[Saved entries]
- - - - -

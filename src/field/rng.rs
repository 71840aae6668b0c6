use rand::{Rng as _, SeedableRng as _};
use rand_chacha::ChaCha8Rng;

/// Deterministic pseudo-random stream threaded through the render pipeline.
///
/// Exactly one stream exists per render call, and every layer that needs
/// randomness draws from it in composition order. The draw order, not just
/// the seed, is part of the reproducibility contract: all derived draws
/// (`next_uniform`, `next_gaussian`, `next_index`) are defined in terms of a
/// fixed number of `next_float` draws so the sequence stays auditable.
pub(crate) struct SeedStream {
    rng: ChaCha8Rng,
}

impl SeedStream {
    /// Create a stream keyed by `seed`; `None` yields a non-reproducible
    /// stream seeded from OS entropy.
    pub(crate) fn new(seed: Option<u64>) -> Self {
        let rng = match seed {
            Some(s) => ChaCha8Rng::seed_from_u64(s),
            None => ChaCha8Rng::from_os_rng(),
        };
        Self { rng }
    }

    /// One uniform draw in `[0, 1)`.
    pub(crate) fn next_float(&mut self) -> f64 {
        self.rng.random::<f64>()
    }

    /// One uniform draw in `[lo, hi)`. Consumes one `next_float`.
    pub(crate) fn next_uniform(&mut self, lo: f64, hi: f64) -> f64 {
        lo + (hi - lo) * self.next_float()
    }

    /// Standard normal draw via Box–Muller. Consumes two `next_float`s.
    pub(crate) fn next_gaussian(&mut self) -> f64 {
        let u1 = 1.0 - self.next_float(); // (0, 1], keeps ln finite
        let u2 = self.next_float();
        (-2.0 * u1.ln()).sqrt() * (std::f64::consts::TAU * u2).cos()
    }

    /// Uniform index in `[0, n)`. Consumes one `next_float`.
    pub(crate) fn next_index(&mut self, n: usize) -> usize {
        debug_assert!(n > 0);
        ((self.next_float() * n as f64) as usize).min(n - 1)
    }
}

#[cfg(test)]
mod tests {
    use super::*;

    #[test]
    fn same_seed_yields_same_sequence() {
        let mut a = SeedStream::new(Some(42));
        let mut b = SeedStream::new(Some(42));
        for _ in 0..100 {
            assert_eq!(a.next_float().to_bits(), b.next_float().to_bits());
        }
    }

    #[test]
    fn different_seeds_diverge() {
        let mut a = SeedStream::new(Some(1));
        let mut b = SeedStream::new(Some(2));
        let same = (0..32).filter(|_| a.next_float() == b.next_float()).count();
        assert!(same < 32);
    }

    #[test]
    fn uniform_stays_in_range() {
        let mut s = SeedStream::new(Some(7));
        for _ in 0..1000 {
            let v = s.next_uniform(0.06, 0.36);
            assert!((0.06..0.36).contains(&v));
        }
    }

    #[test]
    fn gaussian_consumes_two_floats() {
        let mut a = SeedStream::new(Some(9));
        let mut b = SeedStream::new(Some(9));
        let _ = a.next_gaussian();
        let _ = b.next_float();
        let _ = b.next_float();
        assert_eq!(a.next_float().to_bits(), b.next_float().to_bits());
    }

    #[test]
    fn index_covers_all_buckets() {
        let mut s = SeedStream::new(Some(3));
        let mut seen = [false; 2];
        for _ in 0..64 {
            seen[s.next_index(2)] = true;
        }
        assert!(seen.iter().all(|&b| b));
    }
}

- - - - -

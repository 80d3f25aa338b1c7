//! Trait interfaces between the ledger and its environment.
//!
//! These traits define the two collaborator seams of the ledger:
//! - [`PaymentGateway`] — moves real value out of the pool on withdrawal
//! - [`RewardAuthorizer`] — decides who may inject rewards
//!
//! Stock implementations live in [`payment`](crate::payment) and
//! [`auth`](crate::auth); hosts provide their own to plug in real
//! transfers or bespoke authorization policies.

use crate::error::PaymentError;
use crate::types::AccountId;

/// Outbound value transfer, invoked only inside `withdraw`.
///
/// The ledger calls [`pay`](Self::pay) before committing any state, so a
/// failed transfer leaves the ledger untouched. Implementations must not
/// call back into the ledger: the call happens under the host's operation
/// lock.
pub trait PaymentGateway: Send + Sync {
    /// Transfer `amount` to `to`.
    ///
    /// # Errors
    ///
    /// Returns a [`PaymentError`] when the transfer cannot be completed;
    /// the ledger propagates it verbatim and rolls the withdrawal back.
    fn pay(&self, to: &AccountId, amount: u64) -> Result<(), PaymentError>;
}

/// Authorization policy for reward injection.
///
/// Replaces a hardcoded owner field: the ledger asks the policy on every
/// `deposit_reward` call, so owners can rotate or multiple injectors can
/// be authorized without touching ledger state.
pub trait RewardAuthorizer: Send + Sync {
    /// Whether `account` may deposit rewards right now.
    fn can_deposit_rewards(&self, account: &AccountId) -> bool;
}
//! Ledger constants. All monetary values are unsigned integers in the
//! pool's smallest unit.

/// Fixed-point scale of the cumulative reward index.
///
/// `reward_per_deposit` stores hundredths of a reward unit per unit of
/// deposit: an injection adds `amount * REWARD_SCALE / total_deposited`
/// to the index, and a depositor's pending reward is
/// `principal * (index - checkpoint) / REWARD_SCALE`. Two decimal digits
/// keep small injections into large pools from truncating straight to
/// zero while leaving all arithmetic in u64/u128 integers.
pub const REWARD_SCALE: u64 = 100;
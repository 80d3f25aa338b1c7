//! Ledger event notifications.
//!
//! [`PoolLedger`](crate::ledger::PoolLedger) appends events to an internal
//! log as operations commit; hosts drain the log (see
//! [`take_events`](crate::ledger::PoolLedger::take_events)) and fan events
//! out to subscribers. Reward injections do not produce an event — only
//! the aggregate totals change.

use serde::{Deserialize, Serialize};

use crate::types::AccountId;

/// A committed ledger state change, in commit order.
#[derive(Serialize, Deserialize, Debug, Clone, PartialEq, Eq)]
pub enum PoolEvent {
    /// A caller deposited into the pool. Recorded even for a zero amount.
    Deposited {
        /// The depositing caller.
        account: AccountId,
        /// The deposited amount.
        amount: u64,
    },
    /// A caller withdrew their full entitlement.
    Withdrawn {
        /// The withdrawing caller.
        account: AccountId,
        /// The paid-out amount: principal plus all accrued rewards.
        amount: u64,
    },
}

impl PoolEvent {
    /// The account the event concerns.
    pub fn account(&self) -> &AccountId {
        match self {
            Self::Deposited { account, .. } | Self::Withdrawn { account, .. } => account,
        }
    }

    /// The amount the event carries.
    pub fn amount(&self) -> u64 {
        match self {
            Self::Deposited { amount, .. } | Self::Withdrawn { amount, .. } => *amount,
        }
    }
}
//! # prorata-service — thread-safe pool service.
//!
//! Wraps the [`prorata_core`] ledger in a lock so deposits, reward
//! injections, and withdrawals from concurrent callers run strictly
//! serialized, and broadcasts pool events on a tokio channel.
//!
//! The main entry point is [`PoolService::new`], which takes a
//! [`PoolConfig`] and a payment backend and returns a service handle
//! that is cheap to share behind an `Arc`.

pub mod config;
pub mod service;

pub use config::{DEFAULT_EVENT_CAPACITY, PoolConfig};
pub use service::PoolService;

- - - - -

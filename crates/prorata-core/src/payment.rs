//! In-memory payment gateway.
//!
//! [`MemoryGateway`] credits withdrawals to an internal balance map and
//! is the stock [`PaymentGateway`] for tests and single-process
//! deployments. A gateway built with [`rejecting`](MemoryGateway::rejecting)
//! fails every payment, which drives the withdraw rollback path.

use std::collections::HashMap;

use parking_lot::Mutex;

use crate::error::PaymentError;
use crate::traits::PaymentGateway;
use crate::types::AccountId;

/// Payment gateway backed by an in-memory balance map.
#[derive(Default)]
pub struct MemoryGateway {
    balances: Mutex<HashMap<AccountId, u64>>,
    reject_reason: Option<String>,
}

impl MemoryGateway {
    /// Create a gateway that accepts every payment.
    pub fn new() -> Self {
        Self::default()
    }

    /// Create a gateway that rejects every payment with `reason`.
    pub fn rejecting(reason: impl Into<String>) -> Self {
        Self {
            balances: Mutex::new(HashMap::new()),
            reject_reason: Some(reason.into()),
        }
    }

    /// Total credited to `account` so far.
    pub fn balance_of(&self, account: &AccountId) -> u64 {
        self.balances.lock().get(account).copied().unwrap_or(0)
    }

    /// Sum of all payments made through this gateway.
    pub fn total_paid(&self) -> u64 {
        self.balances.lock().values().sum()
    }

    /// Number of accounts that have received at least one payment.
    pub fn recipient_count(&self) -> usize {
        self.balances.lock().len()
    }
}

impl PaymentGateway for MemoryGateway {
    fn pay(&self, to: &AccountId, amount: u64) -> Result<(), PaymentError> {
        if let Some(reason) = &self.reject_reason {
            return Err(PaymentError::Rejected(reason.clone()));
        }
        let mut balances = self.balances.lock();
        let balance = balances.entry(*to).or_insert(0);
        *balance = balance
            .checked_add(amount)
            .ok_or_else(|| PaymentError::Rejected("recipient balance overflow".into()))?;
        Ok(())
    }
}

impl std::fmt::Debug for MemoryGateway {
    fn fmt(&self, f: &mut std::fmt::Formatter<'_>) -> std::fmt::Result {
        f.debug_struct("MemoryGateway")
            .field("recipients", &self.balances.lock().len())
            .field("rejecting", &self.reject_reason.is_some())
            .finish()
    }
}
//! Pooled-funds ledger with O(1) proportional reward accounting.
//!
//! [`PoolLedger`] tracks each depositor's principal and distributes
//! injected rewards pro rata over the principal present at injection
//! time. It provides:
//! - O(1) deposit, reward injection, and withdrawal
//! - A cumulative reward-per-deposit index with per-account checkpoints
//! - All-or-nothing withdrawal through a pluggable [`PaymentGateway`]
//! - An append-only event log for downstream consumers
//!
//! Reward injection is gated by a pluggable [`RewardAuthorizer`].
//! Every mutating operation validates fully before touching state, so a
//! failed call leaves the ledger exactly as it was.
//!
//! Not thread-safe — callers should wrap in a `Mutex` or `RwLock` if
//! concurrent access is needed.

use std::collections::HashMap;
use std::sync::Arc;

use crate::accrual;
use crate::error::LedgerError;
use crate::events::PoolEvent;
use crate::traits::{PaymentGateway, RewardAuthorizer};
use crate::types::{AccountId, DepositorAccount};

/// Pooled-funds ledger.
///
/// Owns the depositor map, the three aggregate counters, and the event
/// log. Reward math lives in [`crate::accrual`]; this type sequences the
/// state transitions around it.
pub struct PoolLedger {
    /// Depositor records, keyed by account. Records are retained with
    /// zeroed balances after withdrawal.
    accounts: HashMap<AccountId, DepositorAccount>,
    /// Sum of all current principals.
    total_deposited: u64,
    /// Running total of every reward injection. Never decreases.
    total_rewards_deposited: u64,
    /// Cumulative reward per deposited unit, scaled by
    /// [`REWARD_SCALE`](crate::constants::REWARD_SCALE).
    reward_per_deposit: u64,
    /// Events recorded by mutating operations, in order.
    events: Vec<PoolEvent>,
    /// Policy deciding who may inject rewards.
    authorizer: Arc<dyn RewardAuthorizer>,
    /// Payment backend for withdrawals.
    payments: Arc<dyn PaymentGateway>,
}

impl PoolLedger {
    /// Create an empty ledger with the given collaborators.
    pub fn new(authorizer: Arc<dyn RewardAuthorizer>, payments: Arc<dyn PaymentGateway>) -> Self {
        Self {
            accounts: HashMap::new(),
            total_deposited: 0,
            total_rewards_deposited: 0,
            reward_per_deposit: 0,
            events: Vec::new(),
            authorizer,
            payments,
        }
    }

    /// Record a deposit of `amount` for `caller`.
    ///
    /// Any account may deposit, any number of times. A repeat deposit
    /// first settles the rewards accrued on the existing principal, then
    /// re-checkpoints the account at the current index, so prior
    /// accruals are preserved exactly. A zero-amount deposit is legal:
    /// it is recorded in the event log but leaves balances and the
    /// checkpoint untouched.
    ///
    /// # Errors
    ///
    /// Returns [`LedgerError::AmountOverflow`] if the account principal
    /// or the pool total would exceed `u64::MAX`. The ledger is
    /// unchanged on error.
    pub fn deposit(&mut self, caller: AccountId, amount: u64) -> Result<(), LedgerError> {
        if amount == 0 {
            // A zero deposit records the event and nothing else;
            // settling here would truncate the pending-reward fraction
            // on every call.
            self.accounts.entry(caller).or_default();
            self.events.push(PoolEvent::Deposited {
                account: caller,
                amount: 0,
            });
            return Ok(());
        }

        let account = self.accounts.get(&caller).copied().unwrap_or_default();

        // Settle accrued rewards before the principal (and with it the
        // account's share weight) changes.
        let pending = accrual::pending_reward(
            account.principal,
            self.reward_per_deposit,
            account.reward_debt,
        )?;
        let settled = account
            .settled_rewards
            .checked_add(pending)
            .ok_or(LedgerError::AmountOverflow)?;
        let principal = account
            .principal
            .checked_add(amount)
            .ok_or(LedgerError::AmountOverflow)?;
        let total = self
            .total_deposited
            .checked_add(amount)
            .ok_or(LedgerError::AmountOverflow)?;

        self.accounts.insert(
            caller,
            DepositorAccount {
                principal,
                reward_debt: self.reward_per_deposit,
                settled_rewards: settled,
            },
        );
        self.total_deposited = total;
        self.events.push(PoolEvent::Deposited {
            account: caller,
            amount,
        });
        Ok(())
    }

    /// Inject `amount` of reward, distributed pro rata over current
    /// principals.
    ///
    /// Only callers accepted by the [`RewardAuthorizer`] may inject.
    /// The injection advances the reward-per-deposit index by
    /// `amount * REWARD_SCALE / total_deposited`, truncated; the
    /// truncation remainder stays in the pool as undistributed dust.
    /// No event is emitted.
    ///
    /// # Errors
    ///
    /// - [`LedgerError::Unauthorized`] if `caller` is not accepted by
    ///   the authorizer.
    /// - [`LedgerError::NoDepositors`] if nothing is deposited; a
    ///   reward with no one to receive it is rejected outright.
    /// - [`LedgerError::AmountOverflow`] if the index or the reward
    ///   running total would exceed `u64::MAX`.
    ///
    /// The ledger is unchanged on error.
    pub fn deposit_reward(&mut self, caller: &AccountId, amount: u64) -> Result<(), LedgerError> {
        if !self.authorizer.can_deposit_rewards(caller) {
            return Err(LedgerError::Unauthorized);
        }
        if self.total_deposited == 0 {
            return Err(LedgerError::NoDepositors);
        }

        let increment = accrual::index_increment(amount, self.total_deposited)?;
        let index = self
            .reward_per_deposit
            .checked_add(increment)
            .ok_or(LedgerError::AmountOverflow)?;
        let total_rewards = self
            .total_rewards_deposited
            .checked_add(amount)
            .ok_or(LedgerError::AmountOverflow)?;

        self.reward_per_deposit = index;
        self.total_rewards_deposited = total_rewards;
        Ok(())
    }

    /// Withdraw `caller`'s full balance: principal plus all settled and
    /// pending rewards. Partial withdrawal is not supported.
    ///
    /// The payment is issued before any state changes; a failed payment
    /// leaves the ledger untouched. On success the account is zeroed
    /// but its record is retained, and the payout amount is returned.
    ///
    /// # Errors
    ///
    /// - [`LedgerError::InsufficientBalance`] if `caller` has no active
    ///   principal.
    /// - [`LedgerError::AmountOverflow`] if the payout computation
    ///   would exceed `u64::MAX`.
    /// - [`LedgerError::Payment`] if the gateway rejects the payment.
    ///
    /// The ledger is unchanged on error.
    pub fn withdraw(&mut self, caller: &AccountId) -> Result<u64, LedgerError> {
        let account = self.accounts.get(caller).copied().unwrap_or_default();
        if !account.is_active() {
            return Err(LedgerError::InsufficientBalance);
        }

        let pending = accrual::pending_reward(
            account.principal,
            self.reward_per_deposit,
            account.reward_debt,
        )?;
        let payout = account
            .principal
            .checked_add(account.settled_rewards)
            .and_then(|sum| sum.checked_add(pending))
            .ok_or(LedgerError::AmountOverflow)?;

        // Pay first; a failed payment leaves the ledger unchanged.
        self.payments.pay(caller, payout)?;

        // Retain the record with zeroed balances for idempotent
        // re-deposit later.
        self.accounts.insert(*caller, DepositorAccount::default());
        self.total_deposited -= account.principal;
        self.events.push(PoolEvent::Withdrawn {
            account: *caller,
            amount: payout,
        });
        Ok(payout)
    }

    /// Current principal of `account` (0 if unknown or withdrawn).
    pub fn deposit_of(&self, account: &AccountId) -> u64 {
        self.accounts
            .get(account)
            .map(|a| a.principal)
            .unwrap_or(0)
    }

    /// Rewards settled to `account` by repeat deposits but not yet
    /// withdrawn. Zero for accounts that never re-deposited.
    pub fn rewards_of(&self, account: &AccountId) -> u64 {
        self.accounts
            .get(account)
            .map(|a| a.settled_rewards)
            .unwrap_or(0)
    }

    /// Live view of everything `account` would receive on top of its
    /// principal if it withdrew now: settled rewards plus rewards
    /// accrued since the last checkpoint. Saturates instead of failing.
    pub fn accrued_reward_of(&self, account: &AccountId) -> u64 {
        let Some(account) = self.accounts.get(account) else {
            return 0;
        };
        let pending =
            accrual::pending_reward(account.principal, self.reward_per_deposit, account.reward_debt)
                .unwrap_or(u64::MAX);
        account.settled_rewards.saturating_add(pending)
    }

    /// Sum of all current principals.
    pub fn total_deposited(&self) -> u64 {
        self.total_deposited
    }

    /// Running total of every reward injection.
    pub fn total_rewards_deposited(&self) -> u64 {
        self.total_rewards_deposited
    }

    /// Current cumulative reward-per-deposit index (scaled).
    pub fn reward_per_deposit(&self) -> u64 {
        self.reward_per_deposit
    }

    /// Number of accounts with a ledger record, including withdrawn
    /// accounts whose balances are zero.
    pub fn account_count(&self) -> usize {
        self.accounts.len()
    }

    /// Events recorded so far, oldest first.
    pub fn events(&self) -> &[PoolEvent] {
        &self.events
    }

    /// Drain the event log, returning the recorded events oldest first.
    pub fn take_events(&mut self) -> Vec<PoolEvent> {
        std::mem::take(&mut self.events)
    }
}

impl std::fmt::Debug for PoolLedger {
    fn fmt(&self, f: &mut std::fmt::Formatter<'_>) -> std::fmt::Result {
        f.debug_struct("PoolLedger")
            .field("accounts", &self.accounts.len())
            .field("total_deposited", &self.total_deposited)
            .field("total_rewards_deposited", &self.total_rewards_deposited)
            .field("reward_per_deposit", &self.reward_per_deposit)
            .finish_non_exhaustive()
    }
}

- - - - -

# Task directions
Filter the records above and return every line that holds the word "keyed".

# Response to the exercise
    /// Create a stream keyed by `seed`; `None` yields a non-reproducible
    /// Depositor records, keyed by account. Records are retained with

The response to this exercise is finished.